> [Your task] Exactly reproduce the lines beginning with the line that includes "fn validate_link_value(item: &Value)" and ending with the last line of the data.

Top of Provided information

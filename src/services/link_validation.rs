//! 链接验证逻辑
//!
//! 提供统一的 "raw fields → Link" 转换和验证，供新增、编辑、导入和
//! 存储反序列化共用。

use serde_json::Value;
use tracing::warn;

use crate::errors::{QuicktabError, Result};
use crate::services::grid::Grid;
use crate::storage::{Icon, IconKind, Link, RawLink, UploadedImage, UploadedImages};
use crate::utils::url_validator::validate_url;

/// 验证并转换单个链接
///
/// 验证顺序：
/// 1. name 去空白后非空
/// 2. url 非空且可解析
/// 3. type 可识别
/// 4. 按类型检查 icon 字段
pub fn validate_link(raw: RawLink) -> Result<Link> {
    let name = raw.name.trim();
    if name.is_empty() {
        return Err(QuicktabError::validation("Link name cannot be empty"));
    }

    let url = raw.url.trim();
    validate_url(url).map_err(|e| QuicktabError::validation(format!("Invalid URL: {}", e)))?;

    if raw.kind.trim().is_empty() {
        return Err(QuicktabError::validation("Icon type cannot be empty"));
    }
    let kind: IconKind = raw.kind.parse().map_err(QuicktabError::validation)?;

    let icon = Icon::from_parts(kind, raw.icon_ref.as_deref(), raw.color.as_deref())?;

    Ok(Link::new(name, url, icon))
}

/// 检查上传图片引用是否存在（仅新增/编辑时要求，导入时不要求）
pub fn ensure_icon_resolvable(link: &Link, images: &UploadedImages) -> Result<()> {
    if let Icon::Uploaded { id } = &link.icon
        && !images.contains_key(id)
    {
        return Err(QuicktabError::validation(format!(
            "Uploaded image '{}' does not exist",
            id
        )));
    }
    Ok(())
}

/// Supported export format versions
pub const SUPPORTED_VERSIONS: &[&str] = &["1.0", "1.1"];

/// A snapshot that passed structural validation
#[derive(Debug, Clone)]
pub struct ValidatedSnapshot {
    pub version: String,
    pub grid: Grid,
    /// `None` when the file carries no image map (format 1.0)
    pub uploaded_images: Option<UploadedImages>,
}

/// 验证导入快照
///
/// 任何一处不合法都会返回带位置信息的错误，不做部分导入。
pub fn validate_snapshot(value: &Value) -> Result<ValidatedSnapshot> {
    let obj = value
        .as_object()
        .ok_or_else(|| QuicktabError::validation("Import data must be a JSON object"))?;

    let version = match obj.get("version") {
        None | Some(Value::Null) => "1.0".to_string(),
        Some(Value::String(v)) => v.clone(),
        Some(other) => {
            return Err(QuicktabError::validation(format!(
                "version must be a string, got {}",
                other
            )));
        }
    };
    if !SUPPORTED_VERSIONS.contains(&version.as_str()) {
        return Err(QuicktabError::validation(format!(
            "Unsupported export version '{}'. Supported: {}",
            version,
            SUPPORTED_VERSIONS.join(", ")
        )));
    }

    let rows = obj
        .get("links")
        .ok_or_else(|| QuicktabError::validation("Missing 'links' field"))?
        .as_array()
        .ok_or_else(|| QuicktabError::validation("'links' must be an array of rows"))?;

    let mut grid_rows = Vec::with_capacity(rows.len());
    for (r, row) in rows.iter().enumerate() {
        let links = row
            .as_array()
            .ok_or_else(|| QuicktabError::validation(format!("Row {} is not an array", r)))?;

        if links.is_empty() {
            warn!("Import: dropping empty row {}", r);
            continue;
        }

        let mut validated = Vec::with_capacity(links.len());
        for (l, item) in links.iter().enumerate() {
            validated.push(validate_link_value(item).map_err(|e| {
                QuicktabError::validation(format!("Row {}, link {}: {}", r, l, e.message()))
            })?);
        }
        grid_rows.push(validated);
    }

    let uploaded_images = match obj.get("uploadedImages") {
        None | Some(Value::Null) => None,
        Some(images) => Some(validate_images_value(images)?),
    };

    Ok(ValidatedSnapshot {
        version,
        grid: Grid::from_rows(grid_rows),
        uploaded_images,
    })
}

fn validate_link_value(item: &Value) -> Result<Link> {
    let obj = item
        .as_object()
        .ok_or_else(|| QuicktabError::validation("link is not an object"))?;

    let field = |key: &str| -> Result<Option<String>> {
        match obj.get(key) {
            None | Some(Value::Null) => Ok(None),
            Some(Value::String(s)) => Ok(Some(s.clone())),
            Some(_) => Err(QuicktabError::validation(format!(
                "'{}' must be a string",
                key
            ))),
        }
    };

    let raw = RawLink {
        name: field("name")?.unwrap_or_default(),
        url: field("url")?.unwrap_or_default(),
        kind: field("type")?.unwrap_or_default(),
        icon_ref: field("icon")?,
        color: field("color")?,
    };
    validate_link(raw)
}

fn validate_images_value(value: &Value) -> Result<UploadedImages> {
    let map = value
        .as_object()
        .ok_or_else(|| QuicktabError::validation("'uploadedImages' must be an object"))?;

    let mut images = UploadedImages::new();
    for (id, entry) in map {
        let image: UploadedImage = serde_json::from_value(entry.clone()).map_err(|e| {
            QuicktabError::validation(format!("Uploaded image '{}': {}", id, e))
        })?;
        if !image.data.starts_with("data:image/") {
            return Err(QuicktabError::validation(format!(
                "Uploaded image '{}' is not an image data URI",
                id
            )));
        }
        images.insert(id.clone(), image);
    }
    Ok(images)
}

Bottom of Provided information

> [Result of the task]
fn validate_link_value(item: &Value) -> Result<Link> {
    let obj = item
        .as_object()
        .ok_or_else(|| QuicktabError::validation("link is not an object"))?;

    let field = |key: &str| -> Result<Option<String>> {
        match obj.get(key) {
            None | Some(Value::Null) => Ok(None),
            Some(Value::String(s)) => Ok(Some(s.clone())),
            Some(_) => Err(QuicktabError::validation(format!(
                "'{}' must be a string",
                key
            ))),
        }
    };

    let raw = RawLink {
        name: field("name")?.unwrap_or_default(),
        url: field("url")?.unwrap_or_default(),
        kind: field("type")?.unwrap_or_default(),
        icon_ref: field("icon")?,
        color: field("color")?,
    };
    validate_link(raw)
}

fn validate_images_value(value: &Value) -> Result<UploadedImages> {
    let map = value
        .as_object()
        .ok_or_else(|| QuicktabError::validation("'uploadedImages' must be an object"))?;

    let mut images = UploadedImages::new();
    for (id, entry) in map {
        let image: UploadedImage = serde_json::from_value(entry.clone()).map_err(|e| {
            QuicktabError::validation(format!("Uploaded image '{}': {}", id, e))
        })?;
        if !image.data.starts_with("data:image/") {
            return Err(QuicktabError::validation(format!(
                "Uploaded image '{}' is not an image data URI",
                id
            )));
        }
        images.insert(id.clone(), image);
    }
    Ok(images)
}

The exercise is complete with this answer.